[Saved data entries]
● ● ● ● ● ● ●
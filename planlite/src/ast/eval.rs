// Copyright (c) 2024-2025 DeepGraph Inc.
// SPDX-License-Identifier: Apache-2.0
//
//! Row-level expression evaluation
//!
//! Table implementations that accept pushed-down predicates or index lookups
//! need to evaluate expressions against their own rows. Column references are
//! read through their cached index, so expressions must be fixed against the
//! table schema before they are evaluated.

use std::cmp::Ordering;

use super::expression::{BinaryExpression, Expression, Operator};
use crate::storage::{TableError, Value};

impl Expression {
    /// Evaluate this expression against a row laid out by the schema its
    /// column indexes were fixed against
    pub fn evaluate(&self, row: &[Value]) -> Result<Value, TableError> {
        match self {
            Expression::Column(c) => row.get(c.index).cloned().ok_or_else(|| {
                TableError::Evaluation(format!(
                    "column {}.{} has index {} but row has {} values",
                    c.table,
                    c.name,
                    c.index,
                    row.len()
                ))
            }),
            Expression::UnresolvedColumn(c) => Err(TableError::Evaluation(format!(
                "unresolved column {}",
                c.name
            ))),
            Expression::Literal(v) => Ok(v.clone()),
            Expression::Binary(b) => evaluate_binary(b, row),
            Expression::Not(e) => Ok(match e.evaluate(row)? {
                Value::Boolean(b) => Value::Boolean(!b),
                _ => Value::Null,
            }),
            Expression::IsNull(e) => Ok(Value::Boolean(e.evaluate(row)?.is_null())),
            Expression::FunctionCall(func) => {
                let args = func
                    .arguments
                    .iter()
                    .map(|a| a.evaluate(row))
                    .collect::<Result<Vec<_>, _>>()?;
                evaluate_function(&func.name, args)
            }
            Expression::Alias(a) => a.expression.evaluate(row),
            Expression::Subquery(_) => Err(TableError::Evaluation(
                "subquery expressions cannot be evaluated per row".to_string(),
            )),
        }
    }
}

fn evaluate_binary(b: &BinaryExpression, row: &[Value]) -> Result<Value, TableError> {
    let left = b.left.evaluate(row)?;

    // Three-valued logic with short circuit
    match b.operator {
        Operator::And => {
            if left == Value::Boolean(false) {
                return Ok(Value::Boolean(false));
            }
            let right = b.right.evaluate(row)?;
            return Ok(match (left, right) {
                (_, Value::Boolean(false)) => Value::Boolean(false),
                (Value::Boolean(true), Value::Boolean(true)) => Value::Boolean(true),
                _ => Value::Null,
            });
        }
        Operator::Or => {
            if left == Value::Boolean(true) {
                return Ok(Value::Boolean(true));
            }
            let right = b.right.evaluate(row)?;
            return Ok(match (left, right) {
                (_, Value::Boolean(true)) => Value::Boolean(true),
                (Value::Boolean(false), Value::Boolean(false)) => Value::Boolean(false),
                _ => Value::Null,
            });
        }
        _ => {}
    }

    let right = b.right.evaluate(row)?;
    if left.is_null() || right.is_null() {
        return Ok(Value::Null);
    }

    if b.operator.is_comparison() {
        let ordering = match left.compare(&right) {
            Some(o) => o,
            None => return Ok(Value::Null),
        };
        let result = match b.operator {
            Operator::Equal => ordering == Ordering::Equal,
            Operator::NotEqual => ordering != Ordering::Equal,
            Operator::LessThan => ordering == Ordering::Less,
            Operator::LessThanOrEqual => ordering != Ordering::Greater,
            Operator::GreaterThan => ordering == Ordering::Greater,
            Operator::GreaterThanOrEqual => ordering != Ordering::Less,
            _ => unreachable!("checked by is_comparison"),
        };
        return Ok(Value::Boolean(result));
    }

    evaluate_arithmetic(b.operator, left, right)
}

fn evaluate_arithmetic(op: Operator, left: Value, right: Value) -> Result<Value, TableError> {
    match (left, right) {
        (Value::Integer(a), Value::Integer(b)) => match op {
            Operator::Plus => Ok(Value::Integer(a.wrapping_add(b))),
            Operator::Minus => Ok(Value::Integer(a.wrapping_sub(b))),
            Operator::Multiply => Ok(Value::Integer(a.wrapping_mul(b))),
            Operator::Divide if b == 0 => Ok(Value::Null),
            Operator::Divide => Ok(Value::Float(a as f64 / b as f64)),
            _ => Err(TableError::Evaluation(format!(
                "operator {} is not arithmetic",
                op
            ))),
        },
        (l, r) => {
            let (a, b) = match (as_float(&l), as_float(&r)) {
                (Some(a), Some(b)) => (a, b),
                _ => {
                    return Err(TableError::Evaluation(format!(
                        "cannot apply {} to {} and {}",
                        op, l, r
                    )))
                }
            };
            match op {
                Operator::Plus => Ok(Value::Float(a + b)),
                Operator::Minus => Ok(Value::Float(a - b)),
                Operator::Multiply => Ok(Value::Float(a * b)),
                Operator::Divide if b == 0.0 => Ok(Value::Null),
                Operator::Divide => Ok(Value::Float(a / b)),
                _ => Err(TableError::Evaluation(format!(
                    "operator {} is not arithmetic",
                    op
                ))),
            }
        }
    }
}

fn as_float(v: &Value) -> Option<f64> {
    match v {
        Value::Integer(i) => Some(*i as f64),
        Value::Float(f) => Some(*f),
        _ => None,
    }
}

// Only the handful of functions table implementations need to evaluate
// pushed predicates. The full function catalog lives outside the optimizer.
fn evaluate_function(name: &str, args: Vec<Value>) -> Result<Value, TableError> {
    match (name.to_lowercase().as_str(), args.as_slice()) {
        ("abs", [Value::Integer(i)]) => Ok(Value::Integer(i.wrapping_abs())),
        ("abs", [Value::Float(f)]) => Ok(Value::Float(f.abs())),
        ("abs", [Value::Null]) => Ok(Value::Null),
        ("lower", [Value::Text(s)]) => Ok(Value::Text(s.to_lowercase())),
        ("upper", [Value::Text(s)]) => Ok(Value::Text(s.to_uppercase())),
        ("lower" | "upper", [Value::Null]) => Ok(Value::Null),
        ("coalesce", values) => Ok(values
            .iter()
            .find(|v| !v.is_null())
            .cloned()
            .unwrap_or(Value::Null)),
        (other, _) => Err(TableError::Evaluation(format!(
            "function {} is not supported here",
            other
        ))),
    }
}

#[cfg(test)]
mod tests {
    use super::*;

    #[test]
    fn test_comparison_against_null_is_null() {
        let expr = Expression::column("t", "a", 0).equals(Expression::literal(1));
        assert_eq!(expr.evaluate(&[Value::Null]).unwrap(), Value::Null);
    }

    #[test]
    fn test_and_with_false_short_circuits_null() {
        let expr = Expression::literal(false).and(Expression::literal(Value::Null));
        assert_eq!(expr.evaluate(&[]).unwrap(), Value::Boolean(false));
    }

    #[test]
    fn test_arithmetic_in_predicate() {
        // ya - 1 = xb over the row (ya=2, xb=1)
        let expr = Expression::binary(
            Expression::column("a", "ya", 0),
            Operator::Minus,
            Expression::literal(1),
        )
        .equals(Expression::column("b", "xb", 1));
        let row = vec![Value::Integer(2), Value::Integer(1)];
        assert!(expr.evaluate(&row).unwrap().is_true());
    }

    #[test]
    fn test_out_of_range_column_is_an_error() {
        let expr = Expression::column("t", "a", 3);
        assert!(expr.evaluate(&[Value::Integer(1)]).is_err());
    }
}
● ● ● ● ● ● ●
**WHAT NEEDS TO BE DONE**
All the data must be duplicated exactly, with nothing added or removed.

**ANSWER TO THE EXERCISE**
filename planlite/src/ast/eval.rs
// Copyright (c) 2024-2025 DeepGraph Inc.
// SPDX-License-Identifier: Apache-2.0
//
//! Row-level expression evaluation
//!
//! Table implementations that accept pushed-down predicates or index lookups
//! need to evaluate expressions against their own rows. Column references are
//! read through their cached index, so expressions must be fixed against the
//! table schema before they are evaluated.

use std::cmp::Ordering;

use super::expression::{BinaryExpression, Expression, Operator};
use crate::storage::{TableError, Value};

impl Expression {
    /// Evaluate this expression against a row laid out by the schema its
    /// column indexes were fixed against
    pub fn evaluate(&self, row: &[Value]) -> Result<Value, TableError> {
        match self {
            Expression::Column(c) => row.get(c.index).cloned().ok_or_else(|| {
                TableError::Evaluation(format!(
                    "column {}.{} has index {} but row has {} values",
                    c.table,
                    c.name,
                    c.index,
                    row.len()
                ))
            }),
            Expression::UnresolvedColumn(c) => Err(TableError::Evaluation(format!(
                "unresolved column {}",
                c.name
            ))),
            Expression::Literal(v) => Ok(v.clone()),
            Expression::Binary(b) => evaluate_binary(b, row),
            Expression::Not(e) => Ok(match e.evaluate(row)? {
                Value::Boolean(b) => Value::Boolean(!b),
                _ => Value::Null,
            }),
            Expression::IsNull(e) => Ok(Value::Boolean(e.evaluate(row)?.is_null())),
            Expression::FunctionCall(func) => {
                let args = func
                    .arguments
                    .iter()
                    .map(|a| a.evaluate(row))
                    .collect::<Result<Vec<_>, _>>()?;
                evaluate_function(&func.name, args)
            }
            Expression::Alias(a) => a.expression.evaluate(row),
            Expression::Subquery(_) => Err(TableError::Evaluation(
                "subquery expressions cannot be evaluated per row".to_string(),
            )),
        }
    }
}

fn evaluate_binary(b: &BinaryExpression, row: &[Value]) -> Result<Value, TableError> {
    let left = b.left.evaluate(row)?;

    // Three-valued logic with short circuit
    match b.operator {
        Operator::And => {
            if left == Value::Boolean(false) {
                return Ok(Value::Boolean(false));
            }
            let right = b.right.evaluate(row)?;
            return Ok(match (left, right) {
                (_, Value::Boolean(false)) => Value::Boolean(false),
                (Value::Boolean(true), Value::Boolean(true)) => Value::Boolean(true),
                _ => Value::Null,
            });
        }
        Operator::Or => {
            if left == Value::Boolean(true) {
                return Ok(Value::Boolean(true));
            }
            let right = b.right.evaluate(row)?;
            return Ok(match (left, right) {
                (_, Value::Boolean(true)) => Value::Boolean(true),
                (Value::Boolean(false), Value::Boolean(false)) => Value::Boolean(false),
                _ => Value::Null,
            });
        }
        _ => {}
    }

    let right = b.right.evaluate(row)?;
    if left.is_null() || right.is_null() {
        return Ok(Value::Null);
    }

    if b.operator.is_comparison() {
        let ordering = match left.compare(&right) {
            Some(o) => o,
            None => return Ok(Value::Null),
        };
        let result = match b.operator {
            Operator::Equal => ordering == Ordering::Equal,
            Operator::NotEqual => ordering != Ordering::Equal,
            Operator::LessThan => ordering == Ordering::Less,
            Operator::LessThanOrEqual => ordering != Ordering::Greater,
            Operator::GreaterThan => ordering == Ordering::Greater,
            Operator::GreaterThanOrEqual => ordering != Ordering::Less,
            _ => unreachable!("checked by is_comparison"),
        };
        return Ok(Value::Boolean(result));
    }

    evaluate_arithmetic(b.operator, left, right)
}

fn evaluate_arithmetic(op: Operator, left: Value, right: Value) -> Result<Value, TableError> {
    match (left, right) {
        (Value::Integer(a), Value::Integer(b)) => match op {
            Operator::Plus => Ok(Value::Integer(a.wrapping_add(b))),
            Operator::Minus => Ok(Value::Integer(a.wrapping_sub(b))),
            Operator::Multiply => Ok(Value::Integer(a.wrapping_mul(b))),
            Operator::Divide if b == 0 => Ok(Value::Null),
            Operator::Divide => Ok(Value::Float(a as f64 / b as f64)),
            _ => Err(TableError::Evaluation(format!(
                "operator {} is not arithmetic",
                op
            ))),
        },
        (l, r) => {
            let (a, b) = match (as_float(&l), as_float(&r)) {
                (Some(a), Some(b)) => (a, b),
                _ => {
                    return Err(TableError::Evaluation(format!(
                        "cannot apply {} to {} and {}",
                        op, l, r
                    )))
                }
            };
            match op {
                Operator::Plus => Ok(Value::Float(a + b)),
                Operator::Minus => Ok(Value::Float(a - b)),
                Operator::Multiply => Ok(Value::Float(a * b)),
                Operator::Divide if b == 0.0 => Ok(Value::Null),
                Operator::Divide => Ok(Value::Float(a / b)),
                _ => Err(TableError::Evaluation(format!(
                    "operator {} is not arithmetic",
                    op
                ))),
            }
        }
    }
}

fn as_float(v: &Value) -> Option<f64> {
    match v {
        Value::Integer(i) => Some(*i as f64),
        Value::Float(f) => Some(*f),
        _ => None,
    }
}

// Only the handful of functions table implementations need to evaluate
// pushed predicates. The full function catalog lives outside the optimizer.
fn evaluate_function(name: &str, args: Vec<Value>) -> Result<Value, TableError> {
    match (name.to_lowercase().as_str(), args.as_slice()) {
        ("abs", [Value::Integer(i)]) => Ok(Value::Integer(i.wrapping_abs())),
        ("abs", [Value::Float(f)]) => Ok(Value::Float(f.abs())),
        ("abs", [Value::Null]) => Ok(Value::Null),
        ("lower", [Value::Text(s)]) => Ok(Value::Text(s.to_lowercase())),
        ("upper", [Value::Text(s)]) => Ok(Value::Text(s.to_uppercase())),
        ("lower" | "upper", [Value::Null]) => Ok(Value::Null),
        ("coalesce", values) => Ok(values
            .iter()
            .find(|v| !v.is_null())
            .cloned()
            .unwrap_or(Value::Null)),
        (other, _) => Err(TableError::Evaluation(format!(
            "function {} is not supported here",
            other
        ))),
    }
}

#[cfg(test)]
mod tests {
    use super::*;

    #[test]
    fn test_comparison_against_null_is_null() {
        let expr = Expression::column("t", "a", 0).equals(Expression::literal(1));
        assert_eq!(expr.evaluate(&[Value::Null]).unwrap(), Value::Null);
    }

    #[test]
    fn test_and_with_false_short_circuits_null() {
        let expr = Expression::literal(false).and(Expression::literal(Value::Null));
        assert_eq!(expr.evaluate(&[]).unwrap(), Value::Boolean(false));
    }

    #[test]
    fn test_arithmetic_in_predicate() {
        // ya - 1 = xb over the row (ya=2, xb=1)
        let expr = Expression::binary(
            Expression::column("a", "ya", 0),
            Operator::Minus,
            Expression::literal(1),
        )
        .equals(Expression::column("b", "xb", 1));
        let row = vec![Value::Integer(2), Value::Integer(1)];
        assert!(expr.evaluate(&row).unwrap().is_true());
    }

    #[test]
    fn test_out_of_range_column_is_an_error() {
        let expr = Expression::column("t", "a", 3);
        assert!(expr.evaluate(&[Value::Integer(1)]).is_err());
    }
}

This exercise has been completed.